The brilliant shot above sums up the situation. Quint in the background, hands bloodied with fish guts, hands Brody some moonshine through the staircase. "Here's to swimming with bow-legged women," Quint toasts and gulps the strong drink. When he sees Brody neither laughs at the toast nor swallows the drink, he cuts past him to check on the boiling bones.

Quint is sizing up the Chief. When Brody doesn't laugh at the risqué joke (bow-leggedness leaves extra space between the legs) and can't take the drink, Quint knows, or thinks he knows, Brody's mettle. The ladder between them is a not-so subtle reminder of the social barrier between them, and it also livens up and breaks up the shot with some tense angles.

Of course when Brody passes the drink to Hooper and cautions him not to drink it, eager to prove himself, Hooper downs it, causing him to gag when calling to Quint, who is not impressed by his knowledge or inability to take his drink. Shaw's ad libbing from the script is a great improvement, especially the vulgar, cheap way Quint runs down Hooper, calling his "Trans-pacs" (Transpacific yacht races) instead "transplants." When Quint starts derisively muttering about orcas and his word for hunted sharks, porkers–note that the two rhyme for Quint–after Hooper voices knowledge about shark species, we get Quint's drift: do you think you can hunt a shark? Do you really think you're an orca, like I am? Hooper's an insult to Quint, and his boat, the Orca.

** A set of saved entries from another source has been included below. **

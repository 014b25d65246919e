use serde_json::{Map, Value};

use crate::forms::domain::{CaseRecord, PageInput};
use crate::forms::page::{option_label, radio_items, FieldErrors, FormPage, ResponseRow, SelectionItem};

pub const OPTIONS: &[(&str, &str)] = &[
    ("standard", "Standard AP"),
    ("pipe", "Psychologically Informed Planned Environment (PIPE)"),
    ("esap", "Enhanced Security AP (ESAP)"),
];

#[derive(Debug, Clone)]
pub struct ApTypePage {
    ap_type: Option<String>,
}

impl ApTypePage {
    pub fn from_input(input: &PageInput, _record: &CaseRecord) -> Self {
        Self {
            ap_type: input.text("type"),
        }
    }
}

impl FormPage for ApTypePage {
    fn title(&self) -> String {
        "Which type of AP does the person require?".to_string()
    }

    fn errors(&self) -> FieldErrors {
        let mut errors = FieldErrors::new();
        if self.ap_type.is_none() {
            errors.insert(
                "type".to_string(),
                "You must specify the type of AP required".to_string(),
            );
        }
        errors
    }

    fn response(&self) -> Vec<ResponseRow> {
        self.ap_type
            .as_deref()
            .map(|selected| vec![ResponseRow::new(self.title(), option_label(OPTIONS, selected))])
            .unwrap_or_default()
    }

    fn items(&self) -> Option<Vec<SelectionItem>> {
        Some(radio_items(OPTIONS, self.ap_type.as_deref()))
    }

    fn answer(&self) -> Value {
        let mut out = Map::new();
        if let Some(value) = &self.ap_type {
            out.insert("type".to_string(), Value::String(value.clone()));
        }
        Value::Object(out)
    }
}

When Quint grabs Hooper's moneyed hands in his bloodied ones and tells him that the shark will make mincemeat of them, Hooper steps back and Martin between them. He's going to be the glue between the antagonizing experts. The shot mirrors the relationship.


23. Disembarking

The tone as they pack the Orca picks up the tension and antagonism from the last scene as the three men load up their gear. Quint toting rope and harpoons gets a sight of Hooper's panoply of technology and gadgetry and calls him a half-assed astronaut. Brody shows up last with his wife reminding him to take his Dramamine. Now Quint may be a bully, but he appreciates sharking enough to know that sharing the work is significant. While still mocking Hooper's anti-shark cage ("You got a portable shower or a monkey cage?") he refers to the beast as "our shark," and we see the budding camaraderie of their sea quest.

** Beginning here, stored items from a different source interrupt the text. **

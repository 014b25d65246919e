use std::sync::Arc;

use axum::{
    body::Body,
    extract::{Path, Query, State},
    http::{header, HeaderMap, HeaderValue, StatusCode},
    response::{IntoResponse, Redirect, Response},
    routing::{get, post},
    Json, Router,
};
use serde::Deserialize;
use serde_json::json;

use crate::client::{ApiError, CaseApi};
use crate::forms::domain::{CaseId, PageInput, TaskId};
use crate::forms::flash::FlashStore;
use crate::forms::service::{
    page_path, FormService, ServiceError, StartOutcome, SubmitOutcome, UpdateOutcome,
};

/// Router builder exposing the journey's HTTP surface: render (GET) and
/// submit-and-redirect (POST) routes keyed by case id, task, and page.
pub fn journey_router<C, F>(service: Arc<FormService<C, F>>) -> Router
where
    C: CaseApi + 'static,
    F: FlashStore + 'static,
{
    Router::new()
        .route("/applications/new", get(search_handler::<C, F>))
        .route("/applications", post(start_handler::<C, F>))
        .route("/applications/:case_id/tasks", get(task_list_handler::<C, F>))
        .route(
            "/applications/:case_id/tasks/:task/pages/:page",
            get(show_page_handler::<C, F>).post(update_page_handler::<C, F>),
        )
        .route(
            "/applications/:case_id/check-your-answers",
            get(summary_handler::<C, F>),
        )
        .route(
            "/applications/:case_id/submission",
            post(submit_handler::<C, F>),
        )
        .route(
            "/applications/:case_id/documents/:document_id",
            get(document_handler::<C, F>),
        )
        .with_state(service)
}

#[derive(Debug, Deserialize)]
pub(crate) struct FlashParams {
    flash: Option<String>,
}

#[derive(Debug, Deserialize)]
pub(crate) struct StartRequest {
    crn: String,
}

pub(crate) async fn search_handler<C, F>(
    State(service): State<Arc<FormService<C, F>>>,
    Query(params): Query<FlashParams>,
) -> Response
where
    C: CaseApi + 'static,
    F: FlashStore + 'static,
{
    Json(service.search_view(params.flash.as_deref())).into_response()
}

pub(crate) async fn start_handler<C, F>(
    State(service): State<Arc<FormService<C, F>>>,
    headers: HeaderMap,
    Json(request): Json<StartRequest>,
) -> Response
where
    C: CaseApi + 'static,
    F: FlashStore + 'static,
{
    let Some(token) = bearer_token(&headers) else {
        return missing_token();
    };

    match service.start_application(&token, &request.crn).await {
        Ok(StartOutcome::Created { case_id }) => {
            Redirect::to(&format!("/applications/{case_id}/tasks")).into_response()
        }
        Ok(StartOutcome::PersonNotFound { flash_token }) => {
            Redirect::to(&format!("/applications/new?flash={flash_token}")).into_response()
        }
        Err(err) => error_response(err),
    }
}

pub(crate) async fn task_list_handler<C, F>(
    State(service): State<Arc<FormService<C, F>>>,
    headers: HeaderMap,
    Path(case_id): Path<String>,
) -> Response
where
    C: CaseApi + 'static,
    F: FlashStore + 'static,
{
    let Some(token) = bearer_token(&headers) else {
        return missing_token();
    };

    match service.task_list(&token, &CaseId(case_id)).await {
        Ok(view) => Json(view).into_response(),
        Err(err) => error_response(err),
    }
}

pub(crate) async fn show_page_handler<C, F>(
    State(service): State<Arc<FormService<C, F>>>,
    headers: HeaderMap,
    Path((case_id, task, page)): Path<(String, String, String)>,
    Query(params): Query<FlashParams>,
) -> Response
where
    C: CaseApi + 'static,
    F: FlashStore + 'static,
{
    let Some(token) = bearer_token(&headers) else {
        return missing_token();
    };

    match service
        .show_page(
            &token,
            &CaseId(case_id),
            &task,
            &page,
            params.flash.as_deref(),
        )
        .await
    {
        Ok(view) => Json(view).into_response(),
        Err(err) => error_response(err),
    }
}

pub(crate) async fn update_page_handler<C, F>(
    State(service): State<Arc<FormService<C, F>>>,
    headers: HeaderMap,
    Path((case_id, task, page)): Path<(String, String, String)>,
    Json(input): Json<PageInput>,
) -> Response
where
    C: CaseApi + 'static,
    F: FlashStore + 'static,
{
    let Some(token) = bearer_token(&headers) else {
        return missing_token();
    };

    let case_id = CaseId(case_id);
    match service
        .update_page(&token, &case_id, &task, &page, input)
        .await
    {
        Ok(UpdateOutcome::Saved { next_page }) => {
            let target = match next_page {
                Some(next) => format!("/applications/{case_id}/tasks/{task}/pages/{next}"),
                None => format!("/applications/{case_id}/tasks"),
            };
            Redirect::to(&target).into_response()
        }
        Ok(UpdateOutcome::Invalid { flash_token }) => Redirect::to(&format!(
            "/applications/{case_id}/tasks/{task}/pages/{page}?flash={flash_token}"
        ))
        .into_response(),
        Err(err) => error_response(err),
    }
}

pub(crate) async fn summary_handler<C, F>(
    State(service): State<Arc<FormService<C, F>>>,
    headers: HeaderMap,
    Path(case_id): Path<String>,
) -> Response
where
    C: CaseApi + 'static,
    F: FlashStore + 'static,
{
    let Some(token) = bearer_token(&headers) else {
        return missing_token();
    };

    match service.summary(&token, &CaseId(case_id)).await {
        Ok(view) => Json(view).into_response(),
        Err(err) => error_response(err),
    }
}

pub(crate) async fn submit_handler<C, F>(
    State(service): State<Arc<FormService<C, F>>>,
    headers: HeaderMap,
    Path(case_id): Path<String>,
) -> Response
where
    C: CaseApi + 'static,
    F: FlashStore + 'static,
{
    let Some(token) = bearer_token(&headers) else {
        return missing_token();
    };

    let case_id = CaseId(case_id);
    match service.submit(&token, &case_id).await {
        Ok(SubmitOutcome::Submitted) => {
            Redirect::to(&format!("/applications/{case_id}/tasks")).into_response()
        }
        Ok(SubmitOutcome::NotConfirmed { flash_token }) => {
            let review = page_path(&case_id, TaskId::CheckYourAnswers, "review");
            Redirect::to(&format!("{review}?flash={flash_token}")).into_response()
        }
        Err(err) => error_response(err),
    }
}

pub(crate) async fn document_handler<C, F>(
    State(service): State<Arc<FormService<C, F>>>,
    headers: HeaderMap,
    Path((case_id, document_id)): Path<(String, String)>,
) -> Response
where
    C: CaseApi + 'static,
    F: FlashStore + 'static,
{
    let Some(token) = bearer_token(&headers) else {
        return missing_token();
    };

    match service
        .document(&token, &CaseId(case_id), &document_id)
        .await
    {
        Ok(piped) => {
            let content_type = piped
                .content_type
                .as_deref()
                .and_then(|value| HeaderValue::from_str(value).ok())
                .unwrap_or_else(|| HeaderValue::from_static("application/octet-stream"));

            let mut response = Body::from_stream(piped.body).into_response();
            response
                .headers_mut()
                .insert(header::CONTENT_TYPE, content_type);
            response
        }
        Err(err) => error_response(err),
    }
}

fn bearer_token(headers: &HeaderMap) -> Option<String> {
    headers
        .get(header::AUTHORIZATION)
        .and_then(|value| value.to_str().ok())
        .and_then(|value| value.strip_prefix("Bearer "))
        .map(str::trim)
        .filter(|token| !token.is_empty())
        .map(str::to_owned)
}

fn missing_token() -> Response {
    let payload = json!({ "error": "missing bearer token" });
    (StatusCode::UNAUTHORIZED, Json(payload)).into_response()
}

fn error_response(error: ServiceError) -> Response {
    let status = match &error {
        ServiceError::Flow(_) => StatusCode::NOT_FOUND,
        ServiceError::AlreadySubmitted(_) => StatusCode::CONFLICT,
        ServiceError::Api(ApiError::PersonNotFound { .. }) => StatusCode::NOT_FOUND,
        ServiceError::Api(_) => StatusCode::BAD_GATEWAY,
    };

    let payload = json!({ "error": error.to_string() });
    (status, Json(payload)).into_response()
}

Quint's ranting, cussing, bawdy jokes, and sea shanty singing are rough, authentic, and inspired, a world of improvement on the stiff script, a reinvention and owning of the character. So ingrained seem Quint's mannerisms and authentic does he sound–especially the rhythm and phrasing–that you need to hear Shaw out of character to appreciate the transformation. Speaking of authenticity, there was plenty of honest tension between Shaw and Dreyfuss on the set, but recently Dreyfuss remembered the actor as too soon departed, and "grand and large."  That he certainly was, and so was Quint, so large that for rest of the movie Brody and Hooper seem simply to revolve around Quint as he carries out vengeance against the shark in a finale that's part thriller, part sea-faring swashbuckler, and one of cinema's most exciting hours.